It consists of the following techniques:
Sequential Search
Binary Search
Selection Sort
Bubble Sort
Insertion Sort
This is a seminar presentation on "SORTING" for Semester 2 exam at St. Xavier's College.The power point presenation deals with the requirement of sorting in our life,types of sorting techniques,code for implementing them,the time and space complexity of different sorting algorithms,the applications of sorting,its use in the industry and its future scope.The slide show contains .gif files which can't be seen here.For more details or any queries send me a mail at agmajumder@gmail.com
I am Kepha M. I am a Control System Assignment Expert at matlabassignmentexperts.com. I hold a Ph.D. in Matlab, McGill University, Canada. I have been helping students with their homework for the past 8 years. I solve assignments related to Control Systems.
Visit matlabassignmentexperts.com or email info@matlabassignmentexperts.com.

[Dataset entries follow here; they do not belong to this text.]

use leptos::{ev, html, prelude::*};
use leptos::task::spawn_local;
use wasm_bindgen_futures::JsFuture;

use crate::i18n::{t, Lang, Tr};
use crate::reveal;
use crate::scrollbar;

use super::notify::Notifier;
use super::scrollbar::CustomScrollbar;
use super::AppState;

enum SocialAction {
    /// Opens the URL in a new tab.
    Open(&'static str),
    /// Copies the value to the clipboard and shows a confirmation toast.
    Copy {
        value: &'static str,
        copied: Tr,
    },
}

struct SocialEntry {
    name: &'static str,
    action: SocialAction,
}

struct SocialGroup {
    header: Tr,
    entries: &'static [SocialEntry],
}

const SOCIAL_GROUPS: &[SocialGroup] = &[
    SocialGroup {
        header: Tr::new("CONTACTS", "КОНТАКТЫ"),
        entries: &[
            SocialEntry {
                name: "Telegram",
                action: SocialAction::Open("https://t.me/breddlane"),
            },
            SocialEntry {
                name: "Discord",
                action: SocialAction::Copy {
                    value: "breddlane",
                    copied: Tr::new("Copied Discord ID: breddlane", "Discord ID скопирован: breddlane"),
                },
            },
            SocialEntry {
                name: "Email",
                action: SocialAction::Copy {
                    value: "breddlane@proton.me",
                    copied: Tr::new(
                        "Copied Email: breddlane@proton.me",
                        "Email скопирован: breddlane@proton.me",
                    ),
                },
            },
        ],
    },
    SocialGroup {
        header: Tr::new("PROF NETWORKS", "ПРОФСЕТИ"),
        entries: &[
            SocialEntry {
                name: "GitHub",
                action: SocialAction::Open("https://github.com/breddlane"),
            },
            SocialEntry {
                name: "BlastHack",
                action: SocialAction::Open("https://www.blast.hk/members/breddlane/"),
            },
        ],
    },
    SocialGroup {
        header: Tr::new("MEDIA", "МЕДИА"),
        entries: &[
            SocialEntry {
                name: "YouTube",
                action: SocialAction::Open("https://www.youtube.com/@breddlane"),
            },
            SocialEntry {
                name: "Instagram",
                action: SocialAction::Open("https://www.instagram.com/breddlane"),
            },
        ],
    },
    SocialGroup {
        header: Tr::new("FUN", "РАЗВЛЕЧЕНИЯ"),
        entries: &[
            SocialEntry {
                name: "Steam",
                action: SocialAction::Open("https://steamcommunity.com/id/breddlane"),
            },
            SocialEntry {
                name: "Twitch",
                action: SocialAction::Open("https://www.twitch.tv/breddlane"),
            },
        ],
    },
];

fn copy_to_clipboard(value: &'static str, toast: String, notifier: Notifier) {
    spawn_local(async move {
        let Some(window) = web_sys::window() else {
            return;
        };
        let promise = window.navigator().clipboard().write_text(value);
        match JsFuture::from(promise).await {
            Ok(_) => notifier.notify(toast, 3000),
            Err(err) => log::warn!("clipboard write failed: {err:?}"),
        }
    });
}

#[component]
pub fn SocialsSection() -> impl IntoView {
    let state = expect_context::<AppState>();
    let lang = state.lang;

    let body_ref = NodeRef::<html::Div>::new();

    let mounted = RwSignal::new(false);
    Effect::new(move |_| {
        mounted.set(true);
    });

    // Staggered entrance, one row at a time across all groups.
    let mut order = 0_usize;

    view! {
        <div class="relative h-full">
            <div node_ref=body_ref class="h-full overflow-y-auto px-6 py-5 [scrollbar-width:none]">
                <div class="mx-auto flex max-w-3xl flex-col gap-8 pb-4">
                    {SOCIAL_GROUPS
                        .iter()
                        .map(|group| {
                            let header = group.header;
                            let rows = group
                                .entries
                                .iter()
                                .map(|entry| {
                                    order += 1;
                                    view! {
                                        <SocialRow entry=entry order=order mounted=mounted />
                                    }
                                })
                                .collect_view();
                            view! {
                                <section class="flex flex-col gap-3">
                                    <h2 class="text-sm font-semibold uppercase tracking-wider text-teal-400">
                                        {move || header.get(lang.get())}
                                    </h2>
                                    <div class="flex flex-col gap-2">{rows}</div>
                                </section>
                            }
                        })
                        .collect_view()}
                </div>
            </div>
            <CustomScrollbar content=body_ref hide_after_ms=scrollbar::HIDE_LONG_MS />
        </div>
    }
}

#[component]
fn SocialRow(
    entry: &'static SocialEntry,
    order: usize,
    mounted: RwSignal<bool>,
) -> impl IntoView {
    let notifier = expect_context::<Notifier>();
    let state = expect_context::<AppState>();
    let lang = state.lang;

    let class = move || {
        format!(
            "group flex items-center gap-3 rounded-lg bg-gray-800/60 px-4 py-3 \
             transition-all duration-[400ms] ease-[cubic-bezier(0.4,0,0.2,1)] \
             hover:bg-gray-800 {}",
            if mounted.get() {
                "translate-x-0 opacity-100"
            } else {
                "-translate-x-4 opacity-0"
            },
        )
    };
    let style = format!("transition-delay: {}ms", reveal::row_delay_ms(order));

    let label = view! {
        <span class="font-medium text-gray-100 transition-transform duration-[400ms] group-hover:translate-x-1">
            {entry.name}
        </span>
    };

    match &entry.action {
        SocialAction::Open(url) => view! {
            <a
                class=class
                style=style
                href=*url
                target="_blank"
                rel="noopener noreferrer"
            >
                {label}
            </a>
        }
        .into_any(),
        SocialAction::Copy { value, copied } => {
            let value = *value;
            let copied = *copied;
            let on_click = move |ev: ev::MouseEvent| {
                ev.prevent_default();
                copy_to_clipboard(value, copied.get(lang.get_untracked()).to_string(), notifier);
            };
            view! {
                <a class=class style=style href="#" on:click=on_click>
                    {label}
                    <span class="ml-auto text-xs uppercase tracking-wider text-gray-500">
                        {move || t(lang.get(), "copy", "копировать")}
                    </span>
                </a>
            }
            .into_any()
        }
    }
}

You can also call on +1 678 648 4277 for any assistance with Control System Assignments.
I am Nigel J. I am a Computer Network Assignment Expert at computernetworkassignmenthelp.com. I hold a Master's in Computer Science from, the University of Glasgow, UK. I have been helping students with their assignments for the past 15 years. I solve assignments related to Computer Networks.
Visit computernetworkassignmenthelp.com or email support@computernetworkassignmenthelp.com.
You can also call on +1 678 648 4277 for any assistance with Computer Network Assignment.
It is a presentation on some Searching and Sorting Techniques for Computer Science.
It consists of the following techniques:
Sequential Search
Binary Search
Selection Sort
Bubble Sort
Insertion Sort
This is a seminar presentation on "SORTING" for Semester 2 exam at St. Xavier's College.The power point presenation deals with the requirement of sorting in our life,types of sorting techniques,code for implementing them,the time and space complexity of different sorting algorithms,the applications of sorting,its use in the industry and its future scope.The slide show contains .gif files which can't be seen here.For more details or any queries send me a mail at agmajumder@gmail.com
Show that the worst-case time complexity for Binary Search is given by.docxmmary455
Show that the worst-case time complexity for Binary Search is given by
when n is not restricted to being a power of 2. Hint: First show that the recurrence equation for W(n) is given by
T(1) = 1
To do this, consider even and odd values of n separately. Then use induction to solve the recurrence equation.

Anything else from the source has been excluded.